As in the Oklahoma model, the phrase opt-in may be a more apt description. [On re-reading, I have changed my mind - this seems to be opt-out because the default position appears to be that an employer is "in," but I may change my mind again.] And, actually, the bill seems to want to dispense with the causation element in workers' compensation altogether (A 24-hour plan? They must be pretty sure of tremendous cost savings elsewhere):
11-16-102. Purpose and intent.
(a) The purpose of this chapter is to establish a statutory alternative authorizing and encouraging employers to secure coverage for compensation for injury or death of employees without regard to work-relatedness under the authority granted to the General Assembly by Arkansas Constitution, Article 5, § 32.

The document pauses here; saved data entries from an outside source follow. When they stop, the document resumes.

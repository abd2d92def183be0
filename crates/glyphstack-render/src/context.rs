//! Drawing context trait and a recording implementation.
//!
//! [`DrawingContext`] is the narrow surface a host hands to the icon
//! compositor: clipping, pre-transforms and a "draw this shape" call, all
//! scoped through a save/restore stack.

use crate::svg::SvgShape;
use crate::transform::{Transform2D, TransformStack};
use crate::types::Rect;

/// Resampling quality requested by the host for a draw call.
#[derive(Debug, Clone, Copy, PartialEq, Eq, Hash, Default)]
pub enum InterpolationMode {
    /// Let the backend decide.
    #[default]
    Default,
    /// Nearest-neighbour sampling.
    Low,
    /// Bilinear sampling.
    Medium,
    /// Bicubic sampling.
    High,
}

/// The drawing surface consumed by the icon compositor.
///
/// Transform and clip are saved together. [`scoped`](Self::scoped) pairs the
/// save with its restore:
///
/// ```
/// use glyphstack_render::{DrawingContext, RecordingContext, Rect, Transform2D};
///
/// let mut ctx = RecordingContext::new();
/// ctx.scoped(|ctx| {
///     ctx.clip_rect(Rect::new(0.0, 0.0, 32.0, 32.0));
///     ctx.concat_transform(&Transform2D::scale(2.0));
/// });
/// assert!(ctx.transform().is_identity());
/// assert!(ctx.clip_bounds().is_none());
/// ```
pub trait DrawingContext {
    fn save(&mut self);

    fn restore(&mut self);

    /// Intersect the clip region with a rectangle in the current coordinate space.
    fn clip_rect(&mut self, rect: Rect);

    /// Pre-multiply a transform onto the current transform.
    fn concat_transform(&mut self, transform: &Transform2D);

    /// Draw a parsed shape under the current transform and clip.
    ///
    /// `source` is the rectangle of the shape the host asked to draw.
    fn draw_shape(&mut self, source: Rect, shape: &SvgShape, mode: InterpolationMode);

    /// Run `f` with the current state saved, restoring it afterwards.
    fn scoped<R>(&mut self, f: impl FnOnce(&mut Self) -> R) -> R
    where
        Self: Sized,
    {
        self.save();
        let result = f(self);
        self.restore();
        result
    }
}

/// Transform and device-space clip shared by the context implementations.
///
/// Clips are stored after mapping through the transform in effect when they
/// were set, so later transforms do not move them.
#[derive(Debug, Clone, Default)]
pub struct StateStack {
    transforms: TransformStack,
    clip: Option<Rect>,
    saved_clips: Vec<Option<Rect>>,
}

impl StateStack {
    pub fn new() -> Self {
        Self::default()
    }

    pub fn save(&mut self) {
        self.saved_clips.push(self.clip);
        self.transforms.save();
    }

    /// Unbalanced calls are ignored.
    pub fn restore(&mut self) {
        let Some(clip) = self.saved_clips.pop() else {
            return;
        };
        self.clip = clip;
        self.transforms.restore();
    }

    #[inline]
    pub fn transform(&self) -> &Transform2D {
        self.transforms.current()
    }

    #[inline]
    pub fn concat_transform(&mut self, transform: &Transform2D) {
        self.transforms.concat(transform);
    }

    /// Narrow the clip to `rect` in the current coordinate space.
    ///
    /// Disjoint clips collapse to [`Rect::ZERO`].
    pub fn clip_rect(&mut self, rect: Rect) {
        let device = self.transform().transform_rect(&rect);
        let narrowed = match self.clip {
            None => device,
            Some(clip) => clip.intersect(&device).unwrap_or(Rect::ZERO),
        };
        self.clip = Some(narrowed);
    }

    /// Current clip in device coordinates, `None` when unclipped.
    #[inline]
    pub fn clip_bounds(&self) -> Option<Rect> {
        self.clip
    }

    /// Number of outstanding saves.
    #[inline]
    pub fn depth(&self) -> usize {
        self.saved_clips.len()
    }
}

/// A single recorded draw call.
#[derive(Debug, Clone)]
pub struct DrawCommand {
    /// Source rectangle passed by the caller.
    pub source: Rect,
    /// Transform in effect when the shape was drawn.
    pub transform: Transform2D,
    /// Clip in effect when the shape was drawn, in device coordinates.
    pub clip: Option<Rect>,
    /// Content bounds of the drawn shape.
    pub shape_bounds: Rect,
    /// Requested interpolation.
    pub mode: InterpolationMode,
}

/// A [`DrawingContext`] that records draw calls instead of rasterizing them.
///
/// Useful as a display list and for inspecting what a compositor produced.
#[derive(Debug, Clone, Default)]
pub struct RecordingContext {
    state: StateStack,
    commands: Vec<DrawCommand>,
}

impl RecordingContext {
    pub fn new() -> Self {
        Self::default()
    }

    /// The recorded draw calls in submission order.
    pub fn commands(&self) -> &[DrawCommand] {
        &self.commands
    }

    /// Take the recorded draw calls, leaving the context empty.
    pub fn take_commands(&mut self) -> Vec<DrawCommand> {
        std::mem::take(&mut self.commands)
    }

    pub fn transform(&self) -> &Transform2D {
        self.state.transform()
    }

    pub fn clip_bounds(&self) -> Option<Rect> {
        self.state.clip_bounds()
    }

    /// Outstanding saves.
    pub fn depth(&self) -> usize {
        self.state.depth()
    }
}

impl DrawingContext for RecordingContext {
    fn save(&mut self) {
        self.state.save();
    }

    fn restore(&mut self) {
        self.state.restore();
    }

    fn clip_rect(&mut self, rect: Rect) {
        self.state.clip_rect(rect);
    }

    fn concat_transform(&mut self, transform: &Transform2D) {
        self.state.concat_transform(transform);
    }

    fn draw_shape(&mut self, source: Rect, shape: &SvgShape, mode: InterpolationMode) {
        self.commands.push(DrawCommand {
            source,
            transform: *self.state.transform(),
            clip: self.state.clip_bounds(),
            shape_bounds: shape.bounds(),
            mode,
        });
    }
}

#[cfg(test)]
mod tests {
    use super::*;

    #[test]
    fn test_saved_transform_comes_back() {
        let mut state = StateStack::new();
        state.concat_transform(&Transform2D::translate(10.0, 20.0));
        state.save();
        state.concat_transform(&Transform2D::translate(5.0, 5.0));
        assert_eq!(state.transform().translation(), (15.0, 25.0));

        state.restore();
        assert_eq!(state.transform().translation(), (10.0, 20.0));
        state.restore();
        assert_eq!(state.depth(), 0);
    }

    #[test]
    fn test_clips_narrow_and_restore() {
        let mut state = StateStack::new();
        state.clip_rect(Rect::new(0.0, 0.0, 64.0, 64.0));
        state.save();

        state.clip_rect(Rect::new(32.0, 16.0, 64.0, 64.0));
        assert_eq!(state.clip_bounds(), Some(Rect::new(32.0, 16.0, 32.0, 48.0)));
        state.clip_rect(Rect::new(200.0, 0.0, 8.0, 8.0));
        assert_eq!(state.clip_bounds(), Some(Rect::ZERO));

        state.restore();
        assert_eq!(state.clip_bounds(), Some(Rect::new(0.0, 0.0, 64.0, 64.0)));
    }

    #[test]
    fn test_clip_is_transformed() {
        let mut state = StateStack::new();
        state.concat_transform(&Transform2D::translate(10.0, 10.0));
        state.clip_rect(Rect::new(0.0, 0.0, 20.0, 20.0));
        state.concat_transform(&Transform2D::scale(4.0));
        assert_eq!(state.clip_bounds(), Some(Rect::new(10.0, 10.0, 20.0, 20.0)));
    }

    #[test]
    fn test_scoped_restores_state() {
        let mut ctx = RecordingContext::new();
        let depth = ctx.scoped(|ctx| {
            ctx.concat_transform(&Transform2D::scale(3.0));
            ctx.scoped(|ctx| ctx.depth())
        });
        assert_eq!(depth, 2);
        assert_eq!(ctx.depth(), 0);
        assert!(ctx.transform().is_identity());
    }
}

Furthermore, the bill concedes that it purports to authorize plans governed by ERISA:
(b) To accomplish the purpose described in subsection (a) of this section, it is the intent of the General Assembly that this chapter provide comprehensive plan design for employees within a plan under the Employee Retirement Income Security Act of 1974, 29 U.S.C. § 1001 et seq., as it existed on January 1, 2019, to be unencumbered by state laws that impact the 11 plan design and financing of this chapter.
The "ERISA as it existed on January 1 language" is interesting. Does someone know something I don't about coming changes to ERISA -- probably someone does. Concern about Medicare for All?
Ordinarily I would make a series of points here explaining various ERISA preemption problems under the bill. And that will come when I have had a chance to study the bill more closely (though rumor has it it may be passed and signed before I have a chance to do so). Extremely curiously, Section 8 of the bill suggests that Arkansas may be conceding that the bill would be preempted by ERISA in the absence of federal approval. It strikes me as a very odd provision:
SECTION 8. EMERGENCY CLAUSE. It is found and determined by the General Assembly of the State of Arkansas that there is a need for federal approval; that Section 5 of this act mandates the state seek federal approval to implement; and that Section 5 of this act is immediately necessary because the state needs time to seek federal approval. Therefore, an emergency is declared to exist, and Section 5 of this act being immediately necessary for the preservation of the public peace, health, and safety shall become effective on:
(1) The date of its approval by the Governor;
(2) If the bill is neither approved nor vetoed by the Governor, the expiration of the period of time during which the Governor may veto the bill; (3) If the bill is vetoed by the Governor and the veto is 1 overridden, the date the last house overrides the veto.
The compensation rate under the bill appears to be 75% of the claimant's average weekly wage capped at 2x the "National Average Weekly Wage." I will have much more to say later. (I'm confident).